§ EXTRACTED ENTRIES:
········

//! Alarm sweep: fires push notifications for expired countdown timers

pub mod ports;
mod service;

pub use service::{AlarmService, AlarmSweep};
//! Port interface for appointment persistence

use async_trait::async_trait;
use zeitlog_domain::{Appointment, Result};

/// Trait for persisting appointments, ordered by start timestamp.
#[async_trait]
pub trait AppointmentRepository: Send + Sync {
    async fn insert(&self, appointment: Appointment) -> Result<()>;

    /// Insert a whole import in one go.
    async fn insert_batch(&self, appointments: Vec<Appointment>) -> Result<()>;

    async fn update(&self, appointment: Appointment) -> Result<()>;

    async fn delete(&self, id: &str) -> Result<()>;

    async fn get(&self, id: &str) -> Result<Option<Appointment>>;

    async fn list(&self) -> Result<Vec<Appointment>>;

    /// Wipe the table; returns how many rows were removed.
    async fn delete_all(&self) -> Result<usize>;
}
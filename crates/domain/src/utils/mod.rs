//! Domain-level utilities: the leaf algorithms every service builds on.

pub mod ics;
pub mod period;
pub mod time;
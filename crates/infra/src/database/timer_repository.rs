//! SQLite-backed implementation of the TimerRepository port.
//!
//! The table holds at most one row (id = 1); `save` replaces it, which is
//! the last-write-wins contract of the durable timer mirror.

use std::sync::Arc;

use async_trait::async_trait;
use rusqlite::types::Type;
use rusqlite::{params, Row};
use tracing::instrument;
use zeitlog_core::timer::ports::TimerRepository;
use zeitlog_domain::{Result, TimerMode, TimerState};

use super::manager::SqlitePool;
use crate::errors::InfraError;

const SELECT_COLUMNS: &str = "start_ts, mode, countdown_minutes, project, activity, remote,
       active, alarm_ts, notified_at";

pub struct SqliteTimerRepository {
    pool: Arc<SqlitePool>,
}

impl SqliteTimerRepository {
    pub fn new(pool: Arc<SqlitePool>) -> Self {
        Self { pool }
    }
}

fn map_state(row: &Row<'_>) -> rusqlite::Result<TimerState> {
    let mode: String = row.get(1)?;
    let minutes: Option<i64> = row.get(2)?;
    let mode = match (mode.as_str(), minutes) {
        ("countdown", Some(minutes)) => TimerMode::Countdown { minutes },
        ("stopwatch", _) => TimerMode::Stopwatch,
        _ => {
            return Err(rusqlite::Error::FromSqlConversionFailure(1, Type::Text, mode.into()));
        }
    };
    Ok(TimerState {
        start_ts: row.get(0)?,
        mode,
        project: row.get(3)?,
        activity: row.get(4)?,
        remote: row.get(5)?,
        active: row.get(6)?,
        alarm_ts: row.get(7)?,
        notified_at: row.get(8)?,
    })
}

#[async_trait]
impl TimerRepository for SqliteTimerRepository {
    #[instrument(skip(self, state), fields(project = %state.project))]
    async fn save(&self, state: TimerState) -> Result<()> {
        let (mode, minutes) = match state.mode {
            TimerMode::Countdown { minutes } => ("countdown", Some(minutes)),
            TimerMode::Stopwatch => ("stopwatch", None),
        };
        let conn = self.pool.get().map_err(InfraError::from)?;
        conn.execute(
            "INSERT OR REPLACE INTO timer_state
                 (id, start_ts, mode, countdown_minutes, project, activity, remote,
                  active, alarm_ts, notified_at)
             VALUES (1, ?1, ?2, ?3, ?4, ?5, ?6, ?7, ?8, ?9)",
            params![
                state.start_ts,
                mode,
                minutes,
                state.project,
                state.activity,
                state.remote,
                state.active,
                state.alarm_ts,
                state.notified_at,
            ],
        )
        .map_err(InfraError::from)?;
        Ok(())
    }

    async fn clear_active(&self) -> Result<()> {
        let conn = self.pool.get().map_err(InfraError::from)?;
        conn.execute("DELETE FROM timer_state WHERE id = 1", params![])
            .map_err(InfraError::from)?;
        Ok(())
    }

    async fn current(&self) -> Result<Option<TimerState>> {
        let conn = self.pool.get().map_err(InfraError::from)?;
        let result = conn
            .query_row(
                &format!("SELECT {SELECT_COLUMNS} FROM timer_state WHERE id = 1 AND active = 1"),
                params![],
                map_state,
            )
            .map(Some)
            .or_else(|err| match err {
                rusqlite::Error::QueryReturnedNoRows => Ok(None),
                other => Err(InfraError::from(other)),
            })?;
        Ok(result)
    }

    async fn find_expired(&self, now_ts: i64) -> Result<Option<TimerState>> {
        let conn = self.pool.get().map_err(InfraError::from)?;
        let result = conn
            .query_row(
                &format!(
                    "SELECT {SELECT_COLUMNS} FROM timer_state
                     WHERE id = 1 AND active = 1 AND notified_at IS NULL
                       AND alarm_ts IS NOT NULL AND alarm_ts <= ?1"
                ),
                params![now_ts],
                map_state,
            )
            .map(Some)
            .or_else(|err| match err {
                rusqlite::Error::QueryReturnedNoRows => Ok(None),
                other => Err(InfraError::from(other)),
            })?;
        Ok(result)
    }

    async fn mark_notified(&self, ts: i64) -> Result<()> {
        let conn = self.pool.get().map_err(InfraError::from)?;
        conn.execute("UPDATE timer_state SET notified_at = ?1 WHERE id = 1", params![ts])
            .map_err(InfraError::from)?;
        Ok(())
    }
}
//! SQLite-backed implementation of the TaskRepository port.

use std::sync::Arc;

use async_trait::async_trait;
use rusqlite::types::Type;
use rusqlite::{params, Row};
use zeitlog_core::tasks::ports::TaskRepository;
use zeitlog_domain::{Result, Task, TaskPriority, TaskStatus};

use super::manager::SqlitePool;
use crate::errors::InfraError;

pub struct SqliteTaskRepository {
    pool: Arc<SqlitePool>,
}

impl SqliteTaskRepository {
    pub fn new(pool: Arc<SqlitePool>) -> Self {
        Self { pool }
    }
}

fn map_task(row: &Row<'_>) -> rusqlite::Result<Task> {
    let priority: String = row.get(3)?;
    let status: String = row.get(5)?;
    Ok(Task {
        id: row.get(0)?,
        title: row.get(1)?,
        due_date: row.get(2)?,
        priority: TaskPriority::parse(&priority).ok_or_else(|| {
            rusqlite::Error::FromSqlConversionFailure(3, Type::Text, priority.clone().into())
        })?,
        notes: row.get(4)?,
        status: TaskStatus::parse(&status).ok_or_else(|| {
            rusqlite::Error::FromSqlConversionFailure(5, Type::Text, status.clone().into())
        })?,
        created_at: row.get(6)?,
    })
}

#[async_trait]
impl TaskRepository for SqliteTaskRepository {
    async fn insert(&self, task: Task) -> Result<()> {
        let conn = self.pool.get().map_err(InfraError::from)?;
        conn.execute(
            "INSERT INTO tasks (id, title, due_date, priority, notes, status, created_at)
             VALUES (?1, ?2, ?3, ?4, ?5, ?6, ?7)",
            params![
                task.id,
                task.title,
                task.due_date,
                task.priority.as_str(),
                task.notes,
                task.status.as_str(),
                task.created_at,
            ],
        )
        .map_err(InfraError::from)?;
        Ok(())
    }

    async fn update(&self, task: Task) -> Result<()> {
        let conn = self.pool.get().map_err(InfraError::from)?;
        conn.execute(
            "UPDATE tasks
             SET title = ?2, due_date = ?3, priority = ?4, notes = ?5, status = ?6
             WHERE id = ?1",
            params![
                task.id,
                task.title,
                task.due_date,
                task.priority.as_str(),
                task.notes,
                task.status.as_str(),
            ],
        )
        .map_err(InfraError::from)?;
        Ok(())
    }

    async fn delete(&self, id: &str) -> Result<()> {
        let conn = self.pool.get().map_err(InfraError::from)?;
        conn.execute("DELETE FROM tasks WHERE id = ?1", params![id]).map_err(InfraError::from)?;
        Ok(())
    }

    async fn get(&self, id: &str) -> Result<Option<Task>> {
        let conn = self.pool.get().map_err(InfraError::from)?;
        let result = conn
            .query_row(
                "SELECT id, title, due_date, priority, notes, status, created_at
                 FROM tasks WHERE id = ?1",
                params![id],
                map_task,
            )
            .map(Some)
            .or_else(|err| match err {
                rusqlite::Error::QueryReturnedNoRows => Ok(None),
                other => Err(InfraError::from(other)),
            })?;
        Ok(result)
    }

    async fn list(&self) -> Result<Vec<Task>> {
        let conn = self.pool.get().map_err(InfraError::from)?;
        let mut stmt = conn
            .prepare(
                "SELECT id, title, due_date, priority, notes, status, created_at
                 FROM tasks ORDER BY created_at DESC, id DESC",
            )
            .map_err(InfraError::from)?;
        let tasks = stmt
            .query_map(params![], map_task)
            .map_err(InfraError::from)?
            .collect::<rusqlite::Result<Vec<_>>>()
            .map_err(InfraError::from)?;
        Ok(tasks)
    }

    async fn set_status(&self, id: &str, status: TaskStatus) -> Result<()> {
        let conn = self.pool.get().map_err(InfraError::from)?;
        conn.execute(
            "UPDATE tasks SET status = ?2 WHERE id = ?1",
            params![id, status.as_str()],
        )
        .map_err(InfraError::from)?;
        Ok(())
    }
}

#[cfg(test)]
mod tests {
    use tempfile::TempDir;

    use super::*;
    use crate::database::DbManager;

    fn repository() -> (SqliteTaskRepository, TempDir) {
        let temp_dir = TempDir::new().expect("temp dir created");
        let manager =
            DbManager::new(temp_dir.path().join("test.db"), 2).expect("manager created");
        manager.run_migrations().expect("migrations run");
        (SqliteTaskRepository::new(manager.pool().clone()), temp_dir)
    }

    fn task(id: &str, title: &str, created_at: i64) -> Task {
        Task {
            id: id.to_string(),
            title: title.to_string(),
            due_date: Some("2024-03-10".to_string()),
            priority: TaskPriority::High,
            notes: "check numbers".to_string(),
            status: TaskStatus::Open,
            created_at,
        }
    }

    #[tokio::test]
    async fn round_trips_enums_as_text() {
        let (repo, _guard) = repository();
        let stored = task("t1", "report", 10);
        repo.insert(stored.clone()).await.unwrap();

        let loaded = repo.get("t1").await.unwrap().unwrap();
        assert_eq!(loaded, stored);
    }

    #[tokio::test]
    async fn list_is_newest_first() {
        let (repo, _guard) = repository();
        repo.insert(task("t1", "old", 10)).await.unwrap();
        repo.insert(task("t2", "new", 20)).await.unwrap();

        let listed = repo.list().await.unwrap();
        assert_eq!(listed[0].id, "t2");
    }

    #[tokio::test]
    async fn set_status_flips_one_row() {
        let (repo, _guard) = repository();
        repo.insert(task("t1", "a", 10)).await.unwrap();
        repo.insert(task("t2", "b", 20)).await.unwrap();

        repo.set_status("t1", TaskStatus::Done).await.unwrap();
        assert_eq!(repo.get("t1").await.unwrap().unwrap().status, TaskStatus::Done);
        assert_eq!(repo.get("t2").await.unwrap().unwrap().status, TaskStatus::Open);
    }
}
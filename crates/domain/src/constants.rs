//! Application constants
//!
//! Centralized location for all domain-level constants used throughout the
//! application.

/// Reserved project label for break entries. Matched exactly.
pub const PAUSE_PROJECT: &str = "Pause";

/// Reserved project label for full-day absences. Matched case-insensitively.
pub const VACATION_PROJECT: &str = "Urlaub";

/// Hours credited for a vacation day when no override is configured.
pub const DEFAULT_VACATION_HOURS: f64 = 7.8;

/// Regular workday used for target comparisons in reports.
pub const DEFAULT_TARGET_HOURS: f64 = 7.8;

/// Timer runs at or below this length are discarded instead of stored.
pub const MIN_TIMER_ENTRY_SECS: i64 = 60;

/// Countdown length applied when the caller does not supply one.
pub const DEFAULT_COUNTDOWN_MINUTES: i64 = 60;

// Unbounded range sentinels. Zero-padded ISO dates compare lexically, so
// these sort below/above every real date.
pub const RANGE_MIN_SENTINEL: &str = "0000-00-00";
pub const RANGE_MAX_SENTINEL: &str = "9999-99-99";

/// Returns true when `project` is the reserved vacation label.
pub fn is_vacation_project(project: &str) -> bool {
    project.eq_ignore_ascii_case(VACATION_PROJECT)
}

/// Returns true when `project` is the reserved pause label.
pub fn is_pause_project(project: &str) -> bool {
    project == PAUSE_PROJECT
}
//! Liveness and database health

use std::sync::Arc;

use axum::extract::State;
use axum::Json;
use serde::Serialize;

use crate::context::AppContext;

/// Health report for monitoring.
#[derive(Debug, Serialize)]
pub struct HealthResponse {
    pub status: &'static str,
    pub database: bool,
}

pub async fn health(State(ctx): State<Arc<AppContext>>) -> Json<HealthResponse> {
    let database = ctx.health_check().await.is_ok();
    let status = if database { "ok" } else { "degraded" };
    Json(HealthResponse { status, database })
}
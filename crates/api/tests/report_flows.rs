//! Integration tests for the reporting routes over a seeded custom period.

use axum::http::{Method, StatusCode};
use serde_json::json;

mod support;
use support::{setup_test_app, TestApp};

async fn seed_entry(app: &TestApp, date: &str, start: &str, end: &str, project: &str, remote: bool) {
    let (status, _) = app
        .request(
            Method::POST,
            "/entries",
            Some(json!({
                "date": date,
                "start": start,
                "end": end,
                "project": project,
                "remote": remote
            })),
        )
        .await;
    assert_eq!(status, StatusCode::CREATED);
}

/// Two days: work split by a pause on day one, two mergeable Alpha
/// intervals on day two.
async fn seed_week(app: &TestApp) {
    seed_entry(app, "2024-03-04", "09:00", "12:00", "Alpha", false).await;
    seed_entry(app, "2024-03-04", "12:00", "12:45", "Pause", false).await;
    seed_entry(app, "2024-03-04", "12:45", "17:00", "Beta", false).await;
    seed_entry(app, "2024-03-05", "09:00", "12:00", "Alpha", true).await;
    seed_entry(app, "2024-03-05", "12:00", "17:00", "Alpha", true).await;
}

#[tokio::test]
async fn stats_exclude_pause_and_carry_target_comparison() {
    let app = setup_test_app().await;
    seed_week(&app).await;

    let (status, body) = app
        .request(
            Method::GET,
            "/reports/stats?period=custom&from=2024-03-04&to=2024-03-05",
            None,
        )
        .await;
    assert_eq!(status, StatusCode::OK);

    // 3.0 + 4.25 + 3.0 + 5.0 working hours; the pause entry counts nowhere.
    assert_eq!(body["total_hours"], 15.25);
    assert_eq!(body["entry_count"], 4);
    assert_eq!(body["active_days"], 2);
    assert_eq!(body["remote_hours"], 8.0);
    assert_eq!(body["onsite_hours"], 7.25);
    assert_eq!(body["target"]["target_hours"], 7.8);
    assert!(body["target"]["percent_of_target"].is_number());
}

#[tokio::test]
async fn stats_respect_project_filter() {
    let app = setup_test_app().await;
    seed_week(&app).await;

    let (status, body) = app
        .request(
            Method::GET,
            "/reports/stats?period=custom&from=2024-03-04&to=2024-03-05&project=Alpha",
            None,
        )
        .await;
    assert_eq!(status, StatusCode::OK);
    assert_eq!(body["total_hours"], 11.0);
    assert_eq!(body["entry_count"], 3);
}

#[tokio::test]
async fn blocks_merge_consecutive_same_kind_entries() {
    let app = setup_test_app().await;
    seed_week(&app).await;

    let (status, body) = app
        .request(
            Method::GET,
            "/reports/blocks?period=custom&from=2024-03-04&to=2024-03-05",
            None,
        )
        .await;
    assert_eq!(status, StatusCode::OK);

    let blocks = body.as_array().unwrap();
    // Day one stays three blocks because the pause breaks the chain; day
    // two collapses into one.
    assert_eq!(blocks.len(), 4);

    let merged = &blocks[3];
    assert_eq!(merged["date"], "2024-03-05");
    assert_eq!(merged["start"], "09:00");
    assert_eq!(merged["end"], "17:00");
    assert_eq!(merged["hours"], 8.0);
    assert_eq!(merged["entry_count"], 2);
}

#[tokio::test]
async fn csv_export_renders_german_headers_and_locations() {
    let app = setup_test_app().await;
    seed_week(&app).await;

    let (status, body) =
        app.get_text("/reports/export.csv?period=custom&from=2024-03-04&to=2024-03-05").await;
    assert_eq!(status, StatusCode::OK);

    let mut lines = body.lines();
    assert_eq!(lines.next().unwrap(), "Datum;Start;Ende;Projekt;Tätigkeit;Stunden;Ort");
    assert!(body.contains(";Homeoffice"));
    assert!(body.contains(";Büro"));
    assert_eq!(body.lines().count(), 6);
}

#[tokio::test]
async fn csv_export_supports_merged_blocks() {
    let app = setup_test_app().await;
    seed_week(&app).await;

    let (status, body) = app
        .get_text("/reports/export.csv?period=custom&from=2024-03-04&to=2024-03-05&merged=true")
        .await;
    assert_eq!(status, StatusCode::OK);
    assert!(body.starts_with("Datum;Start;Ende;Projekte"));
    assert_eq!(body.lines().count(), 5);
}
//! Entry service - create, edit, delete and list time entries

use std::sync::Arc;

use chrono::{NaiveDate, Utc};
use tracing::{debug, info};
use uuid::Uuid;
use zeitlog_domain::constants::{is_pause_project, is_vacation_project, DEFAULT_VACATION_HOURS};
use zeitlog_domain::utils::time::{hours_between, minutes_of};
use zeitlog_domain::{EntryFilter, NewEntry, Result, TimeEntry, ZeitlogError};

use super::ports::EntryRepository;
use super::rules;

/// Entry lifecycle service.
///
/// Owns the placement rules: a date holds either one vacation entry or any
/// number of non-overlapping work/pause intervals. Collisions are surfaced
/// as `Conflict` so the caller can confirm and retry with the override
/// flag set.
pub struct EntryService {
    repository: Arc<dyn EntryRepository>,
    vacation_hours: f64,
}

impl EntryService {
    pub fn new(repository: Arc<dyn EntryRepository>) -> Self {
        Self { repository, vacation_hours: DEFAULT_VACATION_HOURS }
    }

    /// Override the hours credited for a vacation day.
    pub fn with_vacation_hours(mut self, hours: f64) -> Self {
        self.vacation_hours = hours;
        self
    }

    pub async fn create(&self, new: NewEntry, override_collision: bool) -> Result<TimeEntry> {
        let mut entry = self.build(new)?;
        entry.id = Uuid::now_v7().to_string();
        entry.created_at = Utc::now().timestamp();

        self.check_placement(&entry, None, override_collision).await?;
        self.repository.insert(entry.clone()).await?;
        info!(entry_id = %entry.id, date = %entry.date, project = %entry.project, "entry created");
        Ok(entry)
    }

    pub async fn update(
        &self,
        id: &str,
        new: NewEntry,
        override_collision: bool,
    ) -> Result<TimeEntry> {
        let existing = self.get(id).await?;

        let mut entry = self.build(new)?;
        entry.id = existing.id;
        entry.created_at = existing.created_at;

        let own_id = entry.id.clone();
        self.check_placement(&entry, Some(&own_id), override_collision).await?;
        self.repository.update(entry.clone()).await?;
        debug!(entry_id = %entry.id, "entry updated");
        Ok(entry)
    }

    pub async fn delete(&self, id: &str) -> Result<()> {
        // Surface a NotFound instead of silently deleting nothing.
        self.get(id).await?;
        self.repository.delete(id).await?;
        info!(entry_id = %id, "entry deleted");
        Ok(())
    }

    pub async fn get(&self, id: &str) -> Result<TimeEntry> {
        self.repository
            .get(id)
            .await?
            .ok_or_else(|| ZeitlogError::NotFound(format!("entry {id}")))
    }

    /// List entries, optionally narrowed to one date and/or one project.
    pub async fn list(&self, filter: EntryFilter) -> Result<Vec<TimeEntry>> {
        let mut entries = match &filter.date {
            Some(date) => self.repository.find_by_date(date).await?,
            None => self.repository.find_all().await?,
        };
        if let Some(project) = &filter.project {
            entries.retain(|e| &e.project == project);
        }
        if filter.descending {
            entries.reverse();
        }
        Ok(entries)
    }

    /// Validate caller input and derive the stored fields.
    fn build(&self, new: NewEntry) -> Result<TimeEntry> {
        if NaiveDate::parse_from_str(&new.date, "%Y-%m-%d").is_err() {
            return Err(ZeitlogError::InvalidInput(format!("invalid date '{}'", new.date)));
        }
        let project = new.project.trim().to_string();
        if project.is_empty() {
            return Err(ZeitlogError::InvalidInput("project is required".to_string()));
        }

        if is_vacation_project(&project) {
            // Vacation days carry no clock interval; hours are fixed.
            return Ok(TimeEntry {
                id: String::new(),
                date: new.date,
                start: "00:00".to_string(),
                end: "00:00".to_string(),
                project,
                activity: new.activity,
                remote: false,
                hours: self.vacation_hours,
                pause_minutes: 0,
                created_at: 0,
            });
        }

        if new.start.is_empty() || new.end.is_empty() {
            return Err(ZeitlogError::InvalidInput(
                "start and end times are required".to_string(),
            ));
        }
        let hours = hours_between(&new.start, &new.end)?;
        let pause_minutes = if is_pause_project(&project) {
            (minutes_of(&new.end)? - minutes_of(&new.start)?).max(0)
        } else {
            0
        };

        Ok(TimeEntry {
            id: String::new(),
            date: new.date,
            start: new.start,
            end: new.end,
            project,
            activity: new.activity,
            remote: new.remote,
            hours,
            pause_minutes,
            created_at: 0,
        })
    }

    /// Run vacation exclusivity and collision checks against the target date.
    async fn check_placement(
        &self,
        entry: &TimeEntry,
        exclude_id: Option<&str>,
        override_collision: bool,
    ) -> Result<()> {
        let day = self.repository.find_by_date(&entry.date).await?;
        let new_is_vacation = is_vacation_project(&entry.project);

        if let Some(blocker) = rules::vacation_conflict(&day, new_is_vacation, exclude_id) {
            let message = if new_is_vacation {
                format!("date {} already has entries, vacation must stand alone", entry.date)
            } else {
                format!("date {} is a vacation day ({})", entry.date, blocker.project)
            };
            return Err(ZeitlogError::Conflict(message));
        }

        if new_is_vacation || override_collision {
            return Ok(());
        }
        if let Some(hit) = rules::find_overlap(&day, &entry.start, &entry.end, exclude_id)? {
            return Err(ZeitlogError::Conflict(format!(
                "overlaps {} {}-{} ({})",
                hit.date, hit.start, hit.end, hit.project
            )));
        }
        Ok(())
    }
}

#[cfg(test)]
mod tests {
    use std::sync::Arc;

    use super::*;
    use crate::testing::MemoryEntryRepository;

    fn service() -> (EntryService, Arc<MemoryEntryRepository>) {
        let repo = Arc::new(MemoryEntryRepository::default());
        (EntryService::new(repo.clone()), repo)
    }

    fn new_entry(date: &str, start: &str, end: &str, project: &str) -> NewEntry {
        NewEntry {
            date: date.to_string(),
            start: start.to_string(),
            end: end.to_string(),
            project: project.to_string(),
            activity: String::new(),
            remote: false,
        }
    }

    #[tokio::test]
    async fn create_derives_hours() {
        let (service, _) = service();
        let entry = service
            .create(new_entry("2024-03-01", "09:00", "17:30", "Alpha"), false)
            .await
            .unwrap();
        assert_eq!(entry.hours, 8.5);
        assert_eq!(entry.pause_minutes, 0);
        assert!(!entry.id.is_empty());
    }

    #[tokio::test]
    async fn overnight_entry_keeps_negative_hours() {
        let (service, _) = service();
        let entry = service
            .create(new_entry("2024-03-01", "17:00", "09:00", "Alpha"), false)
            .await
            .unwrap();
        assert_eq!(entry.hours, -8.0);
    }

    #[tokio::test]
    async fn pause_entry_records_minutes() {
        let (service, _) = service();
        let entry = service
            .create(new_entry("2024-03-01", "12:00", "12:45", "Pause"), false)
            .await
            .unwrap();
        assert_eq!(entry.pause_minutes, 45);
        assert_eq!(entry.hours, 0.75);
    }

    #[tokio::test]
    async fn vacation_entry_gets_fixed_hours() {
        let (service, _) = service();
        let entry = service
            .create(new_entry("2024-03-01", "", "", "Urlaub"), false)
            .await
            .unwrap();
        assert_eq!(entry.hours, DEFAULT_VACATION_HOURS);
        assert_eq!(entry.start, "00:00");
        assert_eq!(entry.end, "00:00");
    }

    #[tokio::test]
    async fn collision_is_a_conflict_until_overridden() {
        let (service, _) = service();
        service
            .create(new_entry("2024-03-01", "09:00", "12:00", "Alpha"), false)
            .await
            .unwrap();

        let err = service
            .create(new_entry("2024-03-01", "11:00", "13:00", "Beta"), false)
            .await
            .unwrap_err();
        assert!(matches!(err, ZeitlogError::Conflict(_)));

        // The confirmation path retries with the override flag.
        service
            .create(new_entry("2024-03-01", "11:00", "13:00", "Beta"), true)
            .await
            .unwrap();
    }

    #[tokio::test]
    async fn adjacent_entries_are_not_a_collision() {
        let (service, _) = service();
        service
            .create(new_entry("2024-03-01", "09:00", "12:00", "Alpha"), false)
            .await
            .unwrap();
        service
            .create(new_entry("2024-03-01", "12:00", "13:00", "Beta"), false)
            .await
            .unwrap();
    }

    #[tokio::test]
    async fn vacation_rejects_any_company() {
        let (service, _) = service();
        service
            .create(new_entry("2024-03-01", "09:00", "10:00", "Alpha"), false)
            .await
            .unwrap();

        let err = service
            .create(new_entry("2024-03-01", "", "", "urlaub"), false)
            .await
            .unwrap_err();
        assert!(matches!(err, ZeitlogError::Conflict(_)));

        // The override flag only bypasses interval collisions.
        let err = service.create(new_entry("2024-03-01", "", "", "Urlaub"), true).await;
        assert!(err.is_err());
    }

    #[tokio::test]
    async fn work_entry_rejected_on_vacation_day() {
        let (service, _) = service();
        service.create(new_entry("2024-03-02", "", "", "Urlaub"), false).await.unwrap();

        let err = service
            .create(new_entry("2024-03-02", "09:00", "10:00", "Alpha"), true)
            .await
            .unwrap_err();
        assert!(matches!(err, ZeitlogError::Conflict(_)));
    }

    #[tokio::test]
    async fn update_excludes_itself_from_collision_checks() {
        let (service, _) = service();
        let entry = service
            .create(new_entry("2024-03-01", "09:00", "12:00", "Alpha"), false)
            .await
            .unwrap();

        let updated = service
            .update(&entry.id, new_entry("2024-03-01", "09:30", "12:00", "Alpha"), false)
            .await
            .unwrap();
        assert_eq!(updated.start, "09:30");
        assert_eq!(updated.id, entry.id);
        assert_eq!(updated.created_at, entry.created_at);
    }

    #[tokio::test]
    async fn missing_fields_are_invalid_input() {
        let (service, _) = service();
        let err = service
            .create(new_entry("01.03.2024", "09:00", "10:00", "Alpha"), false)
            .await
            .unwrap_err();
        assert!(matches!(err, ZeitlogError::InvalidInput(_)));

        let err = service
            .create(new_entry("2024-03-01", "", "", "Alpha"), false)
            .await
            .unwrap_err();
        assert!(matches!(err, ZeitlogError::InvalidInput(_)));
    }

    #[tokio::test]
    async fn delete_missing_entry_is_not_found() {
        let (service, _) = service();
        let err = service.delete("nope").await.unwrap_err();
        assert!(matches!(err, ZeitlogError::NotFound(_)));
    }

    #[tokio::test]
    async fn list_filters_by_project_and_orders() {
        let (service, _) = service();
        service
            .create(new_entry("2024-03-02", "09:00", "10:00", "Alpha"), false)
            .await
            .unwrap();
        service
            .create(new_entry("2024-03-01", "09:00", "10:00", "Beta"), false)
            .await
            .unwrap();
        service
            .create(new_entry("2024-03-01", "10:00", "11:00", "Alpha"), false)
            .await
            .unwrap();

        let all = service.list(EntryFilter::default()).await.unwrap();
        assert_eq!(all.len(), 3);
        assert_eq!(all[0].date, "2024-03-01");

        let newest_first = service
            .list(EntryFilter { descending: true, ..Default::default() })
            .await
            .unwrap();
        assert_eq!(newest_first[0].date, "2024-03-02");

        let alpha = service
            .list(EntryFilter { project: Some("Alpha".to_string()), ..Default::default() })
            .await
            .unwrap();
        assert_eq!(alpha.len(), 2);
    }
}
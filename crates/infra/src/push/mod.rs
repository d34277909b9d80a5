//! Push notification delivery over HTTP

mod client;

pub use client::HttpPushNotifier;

········

§ DIRECTIONS: Each line of the data in which the string "stopwatch" appears needs to be copied.

§ RESULT OF THIS TASK:
        ("stopwatch", _) => TimerMode::Stopwatch,
            TimerMode::Stopwatch => ("stopwatch", None),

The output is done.